RDF meets NoSQL

March 9, 2010

On Thursday, I have 20 minutes to address 200 people (plus a video audience) at NoSQL Live … from Boston. My self-appointed mission is to start building bridges between the NoSQL community and the Linked Data/RDF/W3C community. These are two sets of people working on different problems, but it’s pretty clear to me they are heading in the same direction, in similar spirit, and could gain a lot from working together.

I’m organizing my talk around the question of standardization for NoSQL, and I’ll talk about W3C process and such, but the interesting part is where NoSQL touches RDF. So here are some of my thoughts on that, written for an audience already familiar with RDF. I’d love to get some feedback on the basic ideas now, to make my talk better.

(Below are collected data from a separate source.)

// =============================================================================
// TESTS
// =============================================================================

#[cfg(test)]
mod tests {
    use super::*;
    use crate::network::transport::TransportConfig;

    fn quick() -> ClientConfig {
        ClientConfig {
            bind_addr: "127.0.0.1:0".parse().unwrap(),
            reachability_timeout: Duration::from_millis(500),
            handshake_timeout: Duration::from_millis(300),
            transport: TransportConfig {
                drain_attempts: 2,
                drain_interval: Duration::from_millis(10),
                ..Default::default()
            },
            ..Default::default()
        }
    }

    /// Answer the join handshake the way a host would, seating the client
    /// at slot 1. Returns the client's address.
    async fn seat(fake: &UdpSocket) -> SocketAddr {
        let mut buf = [0u8; 256];
        let (_, from) = fake.recv_from(&mut buf).await.unwrap();
        let offer = Message::RequestPlayerProfile(Player::new(PlayerId(1), 1, ""));
        fake.send_to(&offer.to_event(1, &CombatRules::default()).encode(), from)
            .await
            .unwrap();
        // The submitted profile, echoed back as the host's rebroadcast.
        let (len, _) = fake.recv_from(&mut buf).await.unwrap();
        fake.send_to(&buf[..len], from).await.unwrap();
        from
    }

    async fn seated_client() -> (GameClient, UdpSocket, SocketAddr) {
        let fake = UdpSocket::bind("127.0.0.1:0").await.unwrap();
        let addr = fake.local_addr().unwrap().to_string();
        let host = tokio::spawn(async move {
            let from = seat(&fake).await;
            (fake, from)
        });
        let client = GameClient::connect(&addr, quick()).await.unwrap();
        let (fake, from) = host.await.unwrap();
        (client, fake, from)
    }

    #[tokio::test]
    async fn test_unresolvable_host_fails_fast() {
        let err = GameClient::connect("not an address", quick()).await.err().unwrap();
        assert!(matches!(err, ConnectError::Unreachable { .. }), "{err}");
    }

    #[tokio::test]
    async fn test_silent_host_times_out() {
        let silent = UdpSocket::bind("127.0.0.1:0").await.unwrap();
        let addr = silent.local_addr().unwrap().to_string();

        let err = GameClient::connect(&addr, quick()).await.err().unwrap();
        assert!(matches!(err, ConnectError::Timeout(_)));

        // The join request did go out.
        let mut buf = [0u8; 16];
        let (len, _) = silent.recv_from(&mut buf).await.unwrap();
        assert_eq!(&buf[..len], &[Header::RequestConnection as u8, ORIGIN_NONE]);
    }

    #[tokio::test]
    async fn test_refusal_is_reported() {
        let fake = UdpSocket::bind("127.0.0.1:0").await.unwrap();
        let addr = fake.local_addr().unwrap().to_string();

        let answer = tokio::spawn(async move {
            let mut buf = [0u8; 16];
            let (_, from) = fake.recv_from(&mut buf).await.unwrap();
            // Noise first; ignored while handshaking.
            fake.send_to(&[0xFA], from).await.unwrap();
            fake.send_to(&[Header::ConnectionRefusedFull as u8, ORIGIN_NONE], from)
                .await
                .unwrap();
            // The client says goodbye before closing.
            let (len, _) = fake.recv_from(&mut buf).await.unwrap();
            buf[0..len].to_vec()
        });

        let err = GameClient::connect(&addr, quick()).await.err().unwrap();
        assert!(matches!(err, ConnectError::ServerFull));
        assert_eq!(answer.await.unwrap()[0], Header::Disconnected as u8);
    }

    #[tokio::test]
    async fn test_answers_ping_then_fails_on_unknown_header() {
        let (client, fake, from) = seated_client().await;
        assert_eq!(client.state(), ClientState::Connected);
        assert_eq!(client.player().await.slot, 1);

        fake.send_to(&[Header::Ping as u8, ORIGIN_NONE], from).await.unwrap();
        let mut buf = [0u8; 16];
        let (len, _) = timeout(Duration::from_secs(2), fake.recv_from(&mut buf))
            .await
            .unwrap()
            .unwrap();
        assert_eq!(&buf[..len], &[Header::Pong as u8, 1]);

        // Noise is fatal once seated.
        fake.send_to(&[0xEE, 1], from).await.unwrap();
        let mut changes = client.state_changes();
        timeout(Duration::from_secs(2), changes.wait_for(|s| *s == ClientState::Failed))
            .await
            .unwrap()
            .unwrap();
        client.disconnect().await;
    }

    #[tokio::test]
    async fn test_notice_for_own_slot_ends_session() {
        let (client, fake, from) = seated_client().await;
        let mut events = client.subscribe();

        fake.send_to(&[Header::Disconnected as u8, 1], from).await.unwrap();
        let mut changes = client.state_changes();
        timeout(Duration::from_secs(2), changes.wait_for(|s| *s == ClientState::Dropped))
            .await
            .unwrap()
            .unwrap();
        assert_eq!(events.recv().await.unwrap().header, Header::Disconnected);

        // No goodbye back to a host that already let us go.
        client.disconnect().await;
        let mut buf = [0u8; 16];
        assert!(timeout(Duration::from_millis(200), fake.recv_from(&mut buf)).await.is_err());
    }
}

  1. While they both want to move beyond SQL, their reasons are different. I understand the key for NoSQL is:

    • SQL doesn’t scale big enough. Once your read-write dataset gets too big for a single machine, you have to develop and maintain a messy sharding system. (But see below.) Sometimes it’s an economy/efficiency thing; if you don’t need ACID, a NoSQL solution might give you better performance on cheaper hardware.

    Meanwhile, I see two big motivation for the RDF folks:

    • Decentralization. On the open Web, data comes from many different sources, mostly beyond your control. Everyone might be providing data to everyone, and no one has the authority to run a central database, ever if they had the technology and the iron.

    • Inference. Some people find formal semantics and well defined inference to be very useful. (How is this different from triggers and views? Good questions.)

  2. There’s a freedom, a joy, and in some case enormous practicality to not having to pre-create your database schema. Nearly all NoSQL and RDF systems are schemaless or allow a fully dynamic schema. (But I understand most bigtable systems have fixed column families. That could be a problem in using a bigtable as an RDF store.)

  3. Both tend follow Web Architecture, using HTTP and often using REST.

  4. Reading about CouchDB and MongoDB (JSON document databases), as well as Neo4j (a graph database), I noticed an undercurrent about SQL being awkward to program against. I guess this is the O/R Impedance Mismatch, especially the structural differences. RDF’s design is very close to the relational model, so it doesn’t help on this front. Within the RDF community, however, there are some systems which attempt to partly bridge this gap, including node-centric APIs (which I happen to prefer, myself). I would also argue that duck typing closes the gap from the programming-language side.

  5. I don’t see NoSQL going anywhere near linked data or having a vocabulary ecosystem. I expect it will want to, someday. Decentralization is a key difference in requirements.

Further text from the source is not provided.